Einprägsam sind die Erzählungen aus Lydons Kindheit und Jugend als Sohn irischer Einwanderer in einem Londoner Arbeiterbezirk. Mit Sieben erkrankt er an Meningitis, liegt monatelang im Koma und muss vom Gehen und vom Sprechen an alles neu lernen. In der katholischen Schule lernt er, Repression und Missbrauch auszuweichen und entgegen zu treten – und trotzdem Wichtiges mitzunehmen. Zum Beispiel von seinem Englischlehrer, den er "Pissflecken-Prentiss" und einen "beschissenen Widerling" nennt – aber auch einen "brillanten Lehrer", der es schaffte, Shakespeare fesselnd, komplex und gründlich zu erklären und so in John das Interesse für Literatur zu erwecken – bevor er ihn von der Schule schmiss. Daneben ergab sich eine kleine Karriere als Arsenal-Hooligan fast zwangsläufig.

John Lydon schaut.

©Paul Heartfield

John Lydon lebt heute mit seiner langjährigen Partnerin Nora Forster in Los Angeles.

Keine Rockstar-Anekdoten

Wer sich von Anger Is An Energy eine Ansammlung von Rockstar-Anekdoten, Groupiegeschichten und Exzessprotokollen erwartet, der könnte falscher nicht liegen. So funktioniert das Buch nicht, und so funktioniert auch John Lydon nicht. Für ihn – zumindest für das hier propagierte Selbstbild – steht der kreative Output im Vordergrund, Exzesse will er nicht ausschlachten (stand ja auch Punk für das Gegenteil der hochgepimpten Rock'n'Roll-Maschinerie der Siebziger, die ohne eine Kolonne von Monstertrucks ihre Sex&Drugs&Rock'n'Roll-Utensilien nicht von A nach B bewegen konnte). Hierzu mag das tragische Ende seines Freundes Sid Vicious beigetragen haben – ihn in die Sex Pistols gebracht zu haben, sei der größte Fehler seines Lebens, schreibt Lydon.
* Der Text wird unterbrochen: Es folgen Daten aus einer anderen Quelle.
//! Streaming transport: per-session outbound queues delivered over SSE

pub mod session;
pub mod sse;

pub use session::SessionTable;
pub use sse::{delete_session, post_message, sse_handler, MESSAGES_PATH};
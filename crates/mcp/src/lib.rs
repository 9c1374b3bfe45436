// MCP (Model Context Protocol) server implementation
// Exposes the `search` and `fetch` record tools to agent clients

pub mod config;
pub mod dispatcher;
pub mod error;
pub mod protocol;
pub mod server;
pub mod tools;

pub use dispatcher::{Dispatcher, Invocation};
pub use error::ToolError;
pub use server::McpServer;
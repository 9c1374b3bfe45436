// Fetch tool: full profile of a single user record

use super::{json_schema_object, json_schema_string, Tool, ToolSettings};
use crate::error::ToolError;
use crate::protocol::ToolSchema;
use dossier_core::storage::RecordStore;
use dossier_core::{RecordId, UserRecord};
use serde::{Deserialize, Serialize};
use std::collections::BTreeMap;
use std::sync::Arc;

/// Output of `fetch`. Field names are part of the wire contract.
#[derive(Debug, Clone, PartialEq, Serialize)]
pub struct FetchOutput {
    pub id: String,
    pub title: String,
    pub text: String,
    pub url: String,
    pub metadata: FetchMetadata,
}

#[derive(Debug, Clone, PartialEq, Serialize)]
pub struct FetchMetadata {
    pub name: String,
    pub email: String,
    #[serde(flatten)]
    pub attributes: BTreeMap<String, String>,
}

#[derive(Debug, Deserialize)]
struct FetchArgs {
    id: String,
}

/// Tool to retrieve a complete user record by id
pub struct FetchTool {
    store: Arc<dyn RecordStore>,
    settings: Arc<ToolSettings>,
}

impl FetchTool {
    pub fn new(store: Arc<dyn RecordStore>, settings: Arc<ToolSettings>) -> Self {
        Self { store, settings }
    }

    pub async fn fetch(&self, id: &str) -> Result<FetchOutput, ToolError> {
        if id.trim().is_empty() {
            return Err(ToolError::invalid_input("id", "must not be empty"));
        }
        let record_id = RecordId::new(id);

        let record = self
            .store
            .get(&record_id)
            .await
            .map_err(|e| ToolError::upstream(&e))?
            .ok_or_else(|| ToolError::NotFound(record_id.to_string()))?;

        tracing::info!("Fetched user record {}", record.id);
        Ok(self.shape(record))
    }

    fn shape(&self, record: UserRecord) -> FetchOutput {
        let text = profile_text(&record);
        let url = self.settings.record_url(&record.id);
        let mut attributes = record.attributes;
        // name and email are fixed metadata keys
        attributes.remove("name");
        attributes.remove("email");

        FetchOutput {
            id: record.id.0,
            title: record.name.clone(),
            text,
            url,
            metadata: FetchMetadata {
                name: record.name,
                email: record.email,
                attributes,
            },
        }
    }
}

fn profile_text(record: &UserRecord) -> String {
    let mut text = format!(
        "Complete user profile for {}\n\nContact Information:\n- Email: {}\n- User ID: {}\n",
        record.name, record.email, record.id
    );
    if !record.attributes.is_empty() {
        text.push_str("\nDetails:\n");
        for (key, value) in &record.attributes {
            text.push_str(&format!("- {}: {}\n", key, value));
        }
    }
    text
}

#[async_trait::async_trait]
impl Tool for FetchTool {
    fn schema(&self) -> ToolSchema {
        ToolSchema {
            name: "fetch".to_string(),
            description: "Retrieve complete user details by unique identifier. Returns the full \
                          user profile with a citation URL."
                .to_string(),
            input_schema: json_schema_object(
                serde_json::json!({
                    "id": json_schema_string("Unique identifier of the user record")
                }),
                vec!["id"],
            ),
            output_schema: json_schema_object(
                serde_json::json!({
                    "id": json_schema_string("Unique record identifier"),
                    "title": json_schema_string("Display name of the user"),
                    "text": json_schema_string("Full profile text"),
                    "url": json_schema_string("Citation URL for the record"),
                    "metadata": {
                        "type": "object",
                        "description": "Structured record attributes",
                        "properties": {
                            "name": json_schema_string("Full name"),
                            "email": json_schema_string("Email address")
                        },
                        "required": ["name", "email"],
                        "additionalProperties": {"type": "string"}
                    }
                }),
                vec!["id", "title", "text", "url", "metadata"],
            ),
        }
    }

    async fn execute(&self, arguments: serde_json::Value) -> Result<serde_json::Value, ToolError> {
        let args: FetchArgs = serde_json::from_value(arguments)
            .map_err(|e| ToolError::invalid_input("id", e.to_string()))?;

        let output = self.fetch(&args.id).await?;
        serde_json::to_value(output).map_err(|e| {
            tracing::error!("Failed to serialize fetch output: {}", e);
            ToolError::UpstreamError
        })
    }
}
use crate::storage::RecordStore;
use crate::types::{RecordId, UserRecord};
use anyhow::{Context, Result};
use std::collections::BTreeMap;
use std::path::Path;
use tokio::sync::RwLock;

/// Record store held entirely in memory, ordered by id.
pub struct InMemoryRecordStore {
    records: RwLock<BTreeMap<RecordId, UserRecord>>,
}

impl InMemoryRecordStore {
    pub fn new() -> Self {
        Self {
            records: RwLock::new(BTreeMap::new()),
        }
    }

    pub fn with_records(records: impl IntoIterator<Item = UserRecord>) -> Self {
        let records = records
            .into_iter()
            .map(|record| (record.id.clone(), record))
            .collect();
        Self {
            records: RwLock::new(records),
        }
    }

    /// Store seeded with the built-in sample users
    pub fn with_samples() -> Self {
        Self::with_records(sample_records())
    }

    /// Load records from a JSON file holding an array of user records
    pub fn from_json_file(path: &Path) -> Result<Self> {
        let content = std::fs::read_to_string(path)
            .with_context(|| format!("Failed to read records file {}", path.display()))?;
        let records: Vec<UserRecord> =
            serde_json::from_str(&content).context("Failed to parse records file")?;

        let mut seen = std::collections::HashSet::new();
        for record in &records {
            if !seen.insert(record.id.clone()) {
                anyhow::bail!("Duplicate record id in {}: {}", path.display(), record.id);
            }
        }

        tracing::info!("Loaded {} records from {}", records.len(), path.display());
        Ok(Self::with_records(records))
    }
}

impl Default for InMemoryRecordStore {
    fn default() -> Self {
        Self::new()
    }
}

#[async_trait::async_trait]
impl RecordStore for InMemoryRecordStore {
    async fn find(&self, query: &str) -> Result<Vec<UserRecord>> {
        let records = self.records.read().await;
        Ok(records
            .values()
            .filter(|record| record.matches(query))
            .cloned()
            .collect())
    }

    async fn get(&self, id: &RecordId) -> Result<Option<UserRecord>> {
        Ok(self.records.read().await.get(id).cloned())
    }

    async fn count(&self) -> Result<usize> {
        Ok(self.records.read().await.len())
    }
}

/// Sample users served when no records file is configured
pub fn sample_records() -> Vec<UserRecord> {
    [
        ("1", "Alice Johnson", "alice@example.com"),
        ("2", "Bob Smith", "bob@example.com"),
        ("3", "Carol Brown", "carol@test.com"),
        ("4", "David Wilson", "david@demo.com"),
        ("5", "Eva Garcia", "eva@sample.com"),
        ("6", "Frank Miller", "frank@research.com"),
        ("7", "Grace Lee", "grace@academic.edu"),
        ("8", "Henry Zhang", "henry@company.org"),
    ]
    .into_iter()
    .map(|(id, name, email)| {
        UserRecord::new(id, name, email)
            .with_attribute("account_type", "standard")
            .with_attribute("status", "active")
    })
    .collect()
}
Ebenso wenig ist das Buch auch eine Abrechnung mit den zahllosen Wegbegleitern, mit denen John Lydon sich in den langen Jahren seiner Karriere überworfen hat – einmal abgesehen von Westwood, McLaren und den Nonnen und Lehrern seiner Schule.
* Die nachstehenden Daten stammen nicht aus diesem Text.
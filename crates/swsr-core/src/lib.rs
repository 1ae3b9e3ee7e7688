//! Core abstractions for service-worker side rendering.
//!
//! This crate provides the fundamental types shared by every layer:
//! - `RequestContext` - The intercepted navigation request
//! - `RenderMode` - String or stream rendering
//! - `Template` - Page shell with content and script placeholders
//! - `SwsrConfig` - Interceptor configuration
//! - `wire` - Bootstrap and settlement script format
//! - `TimingContext` - Render lifecycle tracking

mod config;
mod context;
mod error;
mod lifecycle;
mod mode;
mod template;
pub mod wire;

pub use config::*;
pub use context::*;
pub use error::*;
pub use lifecycle::*;
pub use mode::*;
pub use template::*;

/// Rendered output as a stream of byte chunks.
pub type ByteStream =
    futures::stream::BoxStream<'static, Result<Vec<u8>, RenderError>>;
//! Intercepted request context.

use std::collections::HashMap;
use std::sync::atomic::{AtomicU32, Ordering};

use http::header::{HeaderMap, ACCEPT};
use http::{Method, Uri};

/// Unique request identifier for tracing.
#[derive(Debug, Clone, PartialEq, Eq, Hash)]
pub struct RequestId(pub String);

impl RequestId {
    /// Generate a new request ID.
    pub fn generate() -> Self {
        static COUNTER: AtomicU32 = AtomicU32::new(0);

        let id = format!(
            "{:x}-{:x}",
            std::time::SystemTime::now()
                .duration_since(std::time::UNIX_EPOCH)
                .unwrap_or_default()
                .as_nanos(),
            COUNTER.fetch_add(1, Ordering::Relaxed)
        );
        Self(id)
    }

    /// Create from an existing ID string.
    pub fn from_string(id: impl Into<String>) -> Self {
        Self(id.into())
    }
}

impl std::fmt::Display for RequestId {
    fn fmt(&self, f: &mut std::fmt::Formatter<'_>) -> std::fmt::Result {
        write!(f, "{}", self.0)
    }
}

/// Query string parameters.
pub type QueryParams = HashMap<String, String>;

/// The intercepted request, as handed to every worker.
///
/// Cheap to clone and read-only: workers get their own copy so a chunk
/// future never borrows from the dispatcher.
#[derive(Debug, Clone)]
pub struct RequestContext {
    /// Unique request identifier.
    pub request_id: RequestId,
    /// HTTP method.
    pub method: Method,
    /// Request URI.
    pub uri: Uri,
    /// HTTP headers.
    pub headers: HeaderMap,
    /// Query string parameters.
    pub query: QueryParams,
}

impl RequestContext {
    /// Create a new request context.
    pub fn new(method: Method, uri: Uri) -> Self {
        let query = uri.query().map(parse_query).unwrap_or_default();
        Self {
            request_id: RequestId::generate(),
            method,
            uri,
            headers: HeaderMap::new(),
            query,
        }
    }

    /// Build a context from an intercepted `http` request.
    pub fn from_request<B>(req: &http::Request<B>) -> Self {
        let mut cx = Self::new(req.method().clone(), req.uri().clone());
        cx.headers = req.headers().clone();
        cx
    }

    /// Set headers.
    pub fn with_headers(mut self, headers: HeaderMap) -> Self {
        self.headers = headers;
        self
    }

    /// Get the request path.
    pub fn path(&self) -> &str {
        self.uri.path()
    }

    /// Get a query parameter by name.
    pub fn query_param(&self, name: &str) -> Option<&str> {
        self.query.get(name).map(|s| s.as_str())
    }

    /// Get a header value by name (case-insensitive).
    pub fn header(&self, name: &str) -> Option<&str> {
        self.headers.get(name).and_then(|v| v.to_str().ok())
    }

    /// Check if this is a top-level navigation.
    ///
    /// Uses `Sec-Fetch-Mode` when the host provides it and falls back to a
    /// GET that accepts HTML.
    pub fn is_navigation(&self) -> bool {
        if let Some(mode) = self.header("sec-fetch-mode") {
            return mode.eq_ignore_ascii_case("navigate");
        }
        self.method == Method::GET
            && self
                .headers
                .get(ACCEPT)
                .and_then(|v| v.to_str().ok())
                .is_some_and(|accept| accept.contains("text/html"))
    }
}

fn parse_query(query: &str) -> QueryParams {
    query
        .split('&')
        .filter(|pair| !pair.is_empty())
        .map(|pair| match pair.split_once('=') {
            Some((k, v)) => (k.to_string(), v.to_string()),
            None => (pair.to_string(), String::new()),
        })
        .collect()
}

#[cfg(test)]
mod tests {
    use super::*;

    fn navigation(uri: &str) -> http::Request<()> {
        http::Request::builder()
            .method(Method::GET)
            .uri(uri)
            .header("sec-fetch-mode", "navigate")
            .body(())
            .unwrap()
    }

    #[test]
    fn test_request_id_unique() {
        let a = RequestId::generate();
        let b = RequestId::generate();

        assert_ne!(a, b);
        assert_eq!(RequestId::from_string("abc").to_string(), "abc");
    }

    #[test]
    fn test_request_context_from_request() {
        let cx = RequestContext::from_request(&navigation("/posts/1?draft=true&x"));

        assert_eq!(cx.path(), "/posts/1");
        assert_eq!(cx.query_param("draft"), Some("true"));
        assert_eq!(cx.query_param("x"), Some(""));
        assert_eq!(cx.header("Sec-Fetch-Mode"), Some("navigate"));
        assert!(cx.is_navigation());
    }

    #[test]
    fn test_is_navigation_fetch_mode() {
        let req = http::Request::builder()
            .uri("/api/posts")
            .header("sec-fetch-mode", "cors")
            .header("accept", "text/html")
            .body(())
            .unwrap();

        assert!(!RequestContext::from_request(&req).is_navigation());
    }

    #[test]
    fn test_is_navigation_accept_fallback() {
        let html = http::Request::builder()
            .uri("/")
            .header("accept", "text/html,application/xhtml+xml")
            .body(())
            .unwrap();
        let json = http::Request::builder()
            .uri("/")
            .header("accept", "application/json")
            .body(())
            .unwrap();

        assert!(RequestContext::from_request(&html).is_navigation());
        assert!(!RequestContext::from_request(&json).is_navigation());
    }
}
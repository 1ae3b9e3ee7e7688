//! Component-tree rendering for swsr.
//!
//! This crate provides:
//! - `View` - The component tree, with `Use` boundaries over chunks
//! - `RenderContext` - Per-render chunk access for the `App`
//! - `render_to_string` - Complete render of settled data
//! - `render_to_stream` - Suspending render with late boundary content

mod context;
mod html;
mod stream;
mod view;

pub use context::{App, RenderContext};
pub use html::{escape_html, render_to_string};
pub use stream::{render_to_stream, SWAP_RUNTIME};
pub use view::{Element, Lazy, Rejected, Use, View};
Vielleicht hat ihn im Großvater-Alter die Milde gepackt, vielleicht hat auch Ghostwriter Andrew Perry ein bisschen was herausgefiltert – vielleicht hat man diese Zwischentöne bisher auch gern überhört. Jedenfalls ist John Lydon sichtlich bemüht, seine Gegenspieler nicht unter der Gürtellinie anzugreifen, sondern – bei aller, gern auch von explicit lyrics begleiteter Kritik – stets als Mitstreiter wert zu schätzen. Alles Love & Peace also? Auch das wäre nicht John Lydon, und das ergäbe auch kein so unterhaltsames Buch. Bei aller Altersmilde sind ihm doch andere Werte mindestens genauso wichtig: Straightness und Punch. Und natürlich ist sein Ego groß genug, die vielen Wendungen in seiner Karriere zu rechtfertigen und, wenn nötig, mit expliziten Fuck Offs zu untermalen.

Diese Geradlinigkeit ist ebenso unterhaltsam wie der Wille, der Weltgeschichte im rechten Moment einen, nennen wir es: Impuls, zu geben. Ganz verraucht ist die Wut noch nicht, und Wut ist schließlich John Lydons Lebensenergie.